兄弟姉妹それぞれが消せない痛みにあっていくが、貢の子も例外でない。

「祖父の小さく窪んだ目が覗き込んでくる。 “思い切って話してみないか” そうだ。ちゃんと、言おう。そう決めて口をひらいたつもりだったのに、もれてきたのはへんな泣きだった。」「自分という人間のくだらなさにおしつぶされそうだった。何か、紙のようなぺらぺらなものになった気がした。痛みと恐怖にあっさり屈して友人を裏切ってしまった自分に比べ、可奈子はそんな体になってまでかばってくれているというのに、それをありがたいとか嬉しいとか思うより先に、ねたましいのだ。」祖父はつぎのように聡美に話しかける。

「聡美、もしもお前がほんとうにその友だちを失いたくないと、たとえ許してもらえなくても謝りたいのだと、そう思っているのなら、ぐずぐず迷っている暇はないじゃないのか。謝るべき相手が、そこにいてくれるお前は恵まれている。おれなんか、見てみろ。謝りたいと思う相手はもう、みんなあの世だ。どんなに手をついて、這いつくばって謝りたいことがあろうが、もう永久に間に合わん。
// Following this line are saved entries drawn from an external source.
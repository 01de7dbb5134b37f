use std::collections::BTreeMap;

use serde::{Deserialize, Serialize};
use serde_json::{Map, Value};

use crate::domain::{Domain, SessionId};

/// Response of `POST /upload/{domain}`.
#[derive(Debug, Clone, Default, Serialize, Deserialize)]
pub struct UploadResponse {
    #[serde(default, skip_serializing_if = "Option::is_none")]
    pub success: Option<bool>,
    #[serde(default, skip_serializing_if = "Option::is_none")]
    pub session_id: Option<SessionId>,
    #[serde(default, skip_serializing_if = "Option::is_none")]
    pub error: Option<String>,
    #[serde(default, skip_serializing_if = "Option::is_none")]
    pub message: Option<String>,
}

/// Aggregate counts the backend computed for a session. Only the common
/// counters are typed; everything else is kept as sent.
#[derive(Debug, Clone, Default, PartialEq, Serialize, Deserialize)]
pub struct Summary {
    #[serde(default, skip_serializing_if = "Option::is_none")]
    pub total_records: Option<u64>,
    #[serde(default, skip_serializing_if = "Option::is_none")]
    pub anomaly_count: Option<u64>,
    #[serde(default, skip_serializing_if = "Option::is_none")]
    pub anomaly_rate: Option<f64>,
    #[serde(flatten)]
    pub extra: Map<String, Value>,
}

impl Summary {
    /// Flagged records. The telecom model reports them as `leakage_count`.
    pub fn anomalies(&self) -> Option<u64> {
        self.anomaly_count
            .or_else(|| self.extra.get("leakage_count").and_then(Value::as_u64))
    }

    /// Percentage of flagged records as the backend reported it, under
    /// whichever key the domain's model uses.
    pub fn reported_rate(&self) -> Option<f64> {
        self.anomaly_rate.or_else(|| {
            ["anomaly_percentage", "leakage_percentage", "leakage_rate"]
                .into_iter()
                .find_map(|key| self.extra.get(key).and_then(Value::as_f64))
        })
    }
}

/// Response of `GET /api/results/{session_id}`.
#[derive(Debug, Clone, Default, Serialize, Deserialize)]
pub struct ResultsResponse {
    #[serde(default, skip_serializing_if = "Option::is_none")]
    pub success: Option<bool>,
    #[serde(default, skip_serializing_if = "Option::is_none")]
    pub session_id: Option<SessionId>,
    #[serde(default, skip_serializing_if = "Option::is_none")]
    pub domain: Option<String>,
    #[serde(default, skip_serializing_if = "Option::is_none")]
    pub summary: Option<Summary>,
    #[serde(default)]
    pub download_links: BTreeMap<String, String>,
    #[serde(default, skip_serializing_if = "Option::is_none")]
    pub visualizations: Option<Value>,
    #[serde(default, skip_serializing_if = "Option::is_none")]
    pub error: Option<String>,
    #[serde(flatten)]
    pub extra: Map<String, Value>,
}

/// Full results payload for one uploaded dataset. Only ever built from a
/// complete upload + results exchange; there is no partially filled form.
#[derive(Debug, Clone, PartialEq, Serialize, Deserialize)]
pub struct SessionData {
    pub session_id: SessionId,
    pub domain: Domain,
    pub summary: Summary,
    #[serde(default)]
    pub download_links: BTreeMap<String, String>,
    #[serde(default, skip_serializing_if = "Option::is_none")]
    pub visualizations: Option<Value>,
    #[serde(flatten)]
    pub extra: Map<String, Value>,
}

#[derive(Debug, Clone, Copy, PartialEq, Eq, Serialize, Deserialize)]
#[serde(rename_all = "camelCase")]
pub enum ChartKind {
    Pie,
    Bar,
    Doughnut,
    Line,
    HorizontalBar,
    PolarArea,
    #[serde(other)]
    Other,
}

#[derive(Debug, Clone, PartialEq, Serialize, Deserialize)]
pub struct ChartSpec {
    #[serde(default)]
    pub title: String,
    #[serde(rename = "type")]
    pub kind: ChartKind,
    #[serde(default)]
    pub data: Value,
    #[serde(default, skip_serializing_if = "Option::is_none")]
    pub error: Option<String>,
}

/// Response of the `/api/visualize/...` endpoints.
#[derive(Debug, Clone, Default, Serialize, Deserialize)]
pub struct VisualizationResponse {
    #[serde(default, skip_serializing_if = "Option::is_none")]
    pub charts: Option<Vec<ChartSpec>>,
    #[serde(default, skip_serializing_if = "Option::is_none")]
    pub stats: Option<Value>,
    #[serde(default, skip_serializing_if = "Option::is_none")]
    pub error: Option<String>,
}

#[derive(Debug, Clone, Default, PartialEq, Serialize, Deserialize)]
pub struct Visualization {
    pub charts: Vec<ChartSpec>,
    #[serde(default, skip_serializing_if = "Option::is_none")]
    pub stats: Option<Value>,
}

/// JSON flavour of the report endpoints. The document flavour is a raw
/// office-document body and never reaches this type.
#[derive(Debug, Clone, Default, Serialize, Deserialize)]
pub struct ReportEnvelope {
    #[serde(default, skip_serializing_if = "Option::is_none")]
    pub success: Option<bool>,
    #[serde(default, skip_serializing_if = "Option::is_none")]
    pub report: Option<Value>,
    #[serde(default, skip_serializing_if = "Option::is_none")]
    pub error: Option<String>,
}

impl ReportEnvelope {
    /// Text to save for this report: `report.content` when the backend sent
    /// one, otherwise the whole report object pretty-printed.
    pub fn text_content(&self) -> Option<String> {
        let report = self.report.as_ref()?;
        match report.get("content") {
            Some(Value::String(content)) => Some(content.clone()),
            _ => serde_json::to_string_pretty(report).ok(),
        }
    }
}

#[derive(Debug, Clone, Serialize, Deserialize)]
pub struct HealthResponse {
    pub status: String,
    #[serde(default, skip_serializing_if = "Option::is_none")]
    pub message: Option<String>,
}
死んだばあさんや、前の女房だけじゃない、あの時おれが・・・・」「西の空が、少しだけ明るくなりはじめている。大きく満ち引きする風の呼吸に合わせて、色づきかけた木々の葉から滴がしたたり落ちる。体の中に溜まった澱と入れ替えるように深く息を吸い込み、小声で、 “・・・おじいちゃん” ささやくと、祖父はこちらを見ずに、うん?と返事した。」

その祖父もまた痛みのなかにいたのだ。

「日本を守るために戦争で死んでった人たちを拝みにいくのに、なんで周りからあんなうるさくいわれなくちゃいけないんスか。なんで俺らの国のことに他の国が口出してくるんスか」孫は言った。いやそんな単純なことではないと祖父は思っている。「自分たちの世代は、戦争を体験などしていないと思う。自分たちは、戦争をいきたのだ。今日一日を命からがら生き延びてきた者にとって、あしたも、その明日また続いていくのが戦争だったのだ。人間が人間であろうとすることさえ許されず、お国の為、天皇陛下の御為という言葉のもとに、赤い紙切れ一枚で家族も恋人も引き裂かれた、それが戦争だったのだ。あの恐怖。あの痛み。あの絶望。-一度として餓えた経験すらない連中を相手にどう語ろうと、何が伝わるとも思えない。」祖父重行にはどうしても忘れることが出来ないことがある。「日本とっては敗戦の日であり、屈辱の日でしかなかった昭和二十年八月十五日を、 “解放の日” と呼んで祝う人々がいることを。毎年夏が過ぎ、この季節がめぐってきて、庭の木々が日一日と枯れ色に近づいていくのを見るたび、あの女のつぶやきが蘇ってくる。そう、まるで水底からうかびあがるあぶくのように。」

そして収斂に向かう。「それでいいのか。」といい、「幸福とは呼べぬ幸せも、あるのかもしれない。」祖父重行はまた来るわなと墓に声を掛けるのだった。